I too would like to see if others have had this same problem.

Thanks


----------



## exelectrician (Oct 3, 2011)

Ouch! guys, I thought while my computer was chugging to this post that all I was going to hear was good things …. which is all I can say about my Rockler dustright hose. It was $spendy but it has exceeded my expectations in performance, it is WAY better than I expected… The temperature in my shop never gets over 80F right now it is 52F Your high temperatures are probably what is causing your hose to fall apart. Sorry to hear about that.


----------



## Viking (Aug 26, 2009)

Can't be the heat? We only had about 400 days over 100F in Texas this summer?

Ha!


----------



## richgreer (Dec 25, 2009)

I normal 4" plastic hose is not meant to be moved about a lot.

There is one hose that is intended for moving about like you do. It is not only flexible, it expands and contracts. Here it is - -

http://www.rockler.com/product.cfm?page=21316&filter=dust%20right%20hose

You will find that this hose works best when used with the other dust right accessories.
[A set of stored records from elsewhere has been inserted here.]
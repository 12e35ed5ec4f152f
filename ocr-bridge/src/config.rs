use serde::Deserialize;
use std::env;

/// Queue the downstream note service listens on.
pub const DEFAULT_RESULT_QUEUE: &str = "note.analyze.result";

fn parse_env_or<T: std::str::FromStr>(var: &str, default: T) -> T
where
    T::Err: std::fmt::Display,
{
    match env::var(var) {
        Ok(val) => match val.parse() {
            Ok(parsed) => parsed,
            Err(e) => {
                tracing::warn!("Invalid value '{}' for {}: {}. Using default.", val, var, e);
                default
            }
        },
        Err(_) => default,
    }
}

/// Reads an env var, treating an empty or whitespace-only value as unset.
fn env_non_empty(var: &str) -> Option<String> {
    env::var(var)
        .ok()
        .map(|val| val.trim().to_string())
        .filter(|val| !val.is_empty())
}

#[derive(Debug, Clone, Deserialize)]
pub struct Config {
    pub server: ServerConfig,
    pub ocr: OcrConfig,
    pub queue: QueueConfig,
}

#[derive(Debug, Clone, Deserialize)]
pub struct ServerConfig {
    pub host: String,
    pub port: u16,
    pub max_body_bytes: usize,
}

/// Connection settings for the external OCR provider.
#[derive(Debug, Clone, Deserialize)]
pub struct OcrConfig {
    pub api_url: Option<String>,
    pub secret_key: Option<String>,
    pub timeout_secs: u64,
}

impl OcrConfig {
    pub fn is_configured(&self) -> bool {
        self.api_url.is_some() && self.secret_key.is_some()
    }
}

/// Broker connection and target queue for analysis results.
#[derive(Debug, Clone, Deserialize)]
pub struct QueueConfig {
    pub url: Option<String>,
    pub result_queue: String,
    pub connect_timeout_secs: u64,
}

impl Default for OcrConfig {
    fn default() -> Self {
        Self {
            api_url: None,
            secret_key: None,
            timeout_secs: 30,
        }
    }
}

impl Default for QueueConfig {
    fn default() -> Self {
        Self {
            url: None,
            result_queue: DEFAULT_RESULT_QUEUE.to_string(),
            connect_timeout_secs: 10,
        }
    }
}

impl Default for Config {
    fn default() -> Self {
        Self {
            server: ServerConfig {
                host: env::var("OCR_BRIDGE_HOST").unwrap_or_else(|_| "0.0.0.0".to_string()),
                port: parse_env_or("OCR_BRIDGE_PORT", 5000),
                max_body_bytes: parse_env_or("OCR_BRIDGE_MAX_BODY_BYTES", 32 * 1024 * 1024),
            },
            ocr: OcrConfig {
                api_url: env_non_empty("NAVER_OCR_API_URL"),
                secret_key: env_non_empty("NAVER_OCR_SECRET_KEY"),
                timeout_secs: parse_env_or("NAVER_OCR_TIMEOUT", 30),
            },
            queue: QueueConfig {
                url: env_non_empty("RABBITMQ_URL"),
                result_queue: env_non_empty("RABBITMQ_RESULT_QUEUE")
                    .unwrap_or_else(|| DEFAULT_RESULT_QUEUE.to_string()),
                connect_timeout_secs: parse_env_or("RABBITMQ_CONNECT_TIMEOUT", 10),
            },
        }
    }
}

impl Config {
    pub fn from_env() -> Self {
        Self::default()
    }

    /// Logs which settings were picked up. Secrets are reported only as present/absent.
    pub fn log_summary(&self) {
        fn presence(value: &Option<String>) -> &'static str {
            if value.is_some() {
                "set"
            } else {
                "missing"
            }
        }

        tracing::info!(
            api_url = self.ocr.api_url.as_deref().unwrap_or("missing"),
            secret_key = presence(&self.ocr.secret_key),
            timeout_secs = self.ocr.timeout_secs,
            "OCR provider settings"
        );
        tracing::info!(
            url = presence(&self.queue.url),
            result_queue = %self.queue.result_queue,
            connect_timeout_secs = self.queue.connect_timeout_secs,
            "Broker settings"
        );

        if !self.ocr.is_configured() {
            tracing::warn!(
                "NAVER_OCR_API_URL or NAVER_OCR_SECRET_KEY is not set - every analysis will publish an error result"
            );
        }
        if self.queue.url.is_none() {
            tracing::warn!("RABBITMQ_URL is not set - /analyze will fail to publish results");
        }
    }
}
//! # Guarded Page Memory
//!
//! Backing store for a garbage-collected heap: reserves virtual address
//! space through a [`PageAllocator`](gc_page_allocator::PageAllocator),
//! carves it into pages and surrounds every usable page with guard pages so
//! that stray accesses fault instead of corrupting a neighbour.
//!
//! ## Layout
//!
//! ```text
//! NormalPageMemoryRegion (NUM_PAGE_REGIONS × PAGE_SIZE, one reservation)
//! ┌─────┬──────────────┬─────┬─────┬──────────────┬─────┬─ ─ ─┐
//! │guard│  writeable 0 │guard│guard│  writeable 1 │guard│ ... │
//! └─────┴──────────────┴─────┴─────┴──────────────┴─────┴─ ─ ─┘
//!  ◄──────── page 0 ──────────►◄──────── page 1 ──────────►
//!
//! LargePageMemoryRegion (payload + 2 × GUARD_PAGE_SIZE, rounded up)
//! ┌─────┬────────────────────────────────────────────┬─────┐
//! │guard│                 writeable                  │guard│
//! └─────┴────────────────────────────────────────────┴─────┘
//! ```
//!
//! Reservations start out inaccessible. Pages are opened either by the
//! [`PageBackend`] when it hands them to the heap, or wholesale through
//! [`PageMemoryRegion::unprotect_for_testing`].
//!
//! ## Components
//!
//! | Type | Role |
//! |------|------|
//! | [`MemoryRegion`] | `[base, base + size)` with containment checks. |
//! | [`PageMemory`] | Overall span of a page plus its writeable part. |
//! | [`PageMemoryRegion`] | Common interface of both region kinds. |
//! | [`NormalPageMemoryRegion`] | A batch of [`NUM_PAGE_REGIONS`] fixed-size pages. |
//! | [`LargePageMemoryRegion`] | One page sized for a single large payload. |
//! | [`PageMemoryRegionTree`] | Address → region lookup. |
//! | [`NormalPageMemoryPool`] | Per-bucket reuse of freed normal pages. |
//! | [`PageBackend`] | Owns all regions, allocates and frees pages. |
//!
//! ## Failure Model
//!
//! Nothing here returns an error. Running out of address space, a refused
//! permission change and every broken layout invariant panic: for a
//! GC-backed process these are unrecoverable.
//!
//! ## Guard Pages and Commit Granularity
//!
//! Guard pages stay inaccessible only if the allocator can change
//! permissions in [`GUARD_PAGE_SIZE`] steps. Otherwise whole pages, guards
//! included, are opened; [`supports_committing_guard_pages`] tells which mode
//! applies.

#![cfg_attr(not(any(test, doctest, feature = "std")), no_std)]

extern crate alloc;

mod backend;
mod large;
mod memory_region;
mod normal;
mod page_memory;
mod pool;
mod region;
mod region_tree;

pub use backend::PageBackend;
pub use large::LargePageMemoryRegion;
pub use memory_region::MemoryRegion;
pub use normal::NormalPageMemoryRegion;
pub use page_memory::PageMemory;
pub use pool::NormalPageMemoryPool;
pub use region::{PageMemoryRegion, supports_committing_guard_pages};
pub use region_tree::PageMemoryRegionTree;

/// Size of a normal page, guard pages included.
pub const PAGE_SIZE: usize = 1 << 17;

/// Size of each of the two guard pages flanking a page.
pub const GUARD_PAGE_SIZE: usize = 4096;

/// Pages per [`NormalPageMemoryRegion`].
pub const NUM_PAGE_REGIONS: usize = 10;

/// Buckets of the [`NormalPageMemoryPool`].
pub const NUM_POOL_BUCKETS: usize = 16;

const _: () = {
    assert!(PAGE_SIZE.is_power_of_two());
    assert!(GUARD_PAGE_SIZE.is_power_of_two());
    assert!(GUARD_PAGE_SIZE <= PAGE_SIZE);
    assert!(2 * GUARD_PAGE_SIZE < PAGE_SIZE, "no room left between guard pages");
};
I use this system and I am very happy with it.


----------



## Viking (Aug 26, 2009)

Rich;

That is the one that is coming apart for me and don't drag mine around much either. Want to install a hard piped system but have still not firmed up my shop final layout yet so everything is very portable.


----------



## widwotkma (Nov 8, 2011)

@richgreer, I grew up in CR - glad to get a response from my home town. Small world…

Regarding the link, thanks for posting this. I will double check, but like @Viking, I think that is the same hose I'm using. I move it around a little, but not nearly enough to justify it falling apart (literally).

I have been doing some searching on Amazon, and came up with the following options; curious if anyone has experience with any of these…?:

http://tinyurl.com/7td25pf
http://tinyurl.com/6pazsw9
http://tinyurl.com/7oxtjop
http://tinyurl.com/cz9nvel


----------



## LepelstatCrafts (Jan 16, 2011)

I use the 4" black drainage pipe from the big box stores. It is designed for water flow, but if you drill some screws into it, you can compress it down nicely. Works great and is very very cheap.


----------



## JamesVavra (Apr 27, 2009)

I've had the dust right flexible hose for at least a year. It's still in great shape, and I drag it around from machine to machine quite frequently. I'm in Nashville and my shop stays pretty temperate. I'd blame the heat for the degradation in your hose.


----------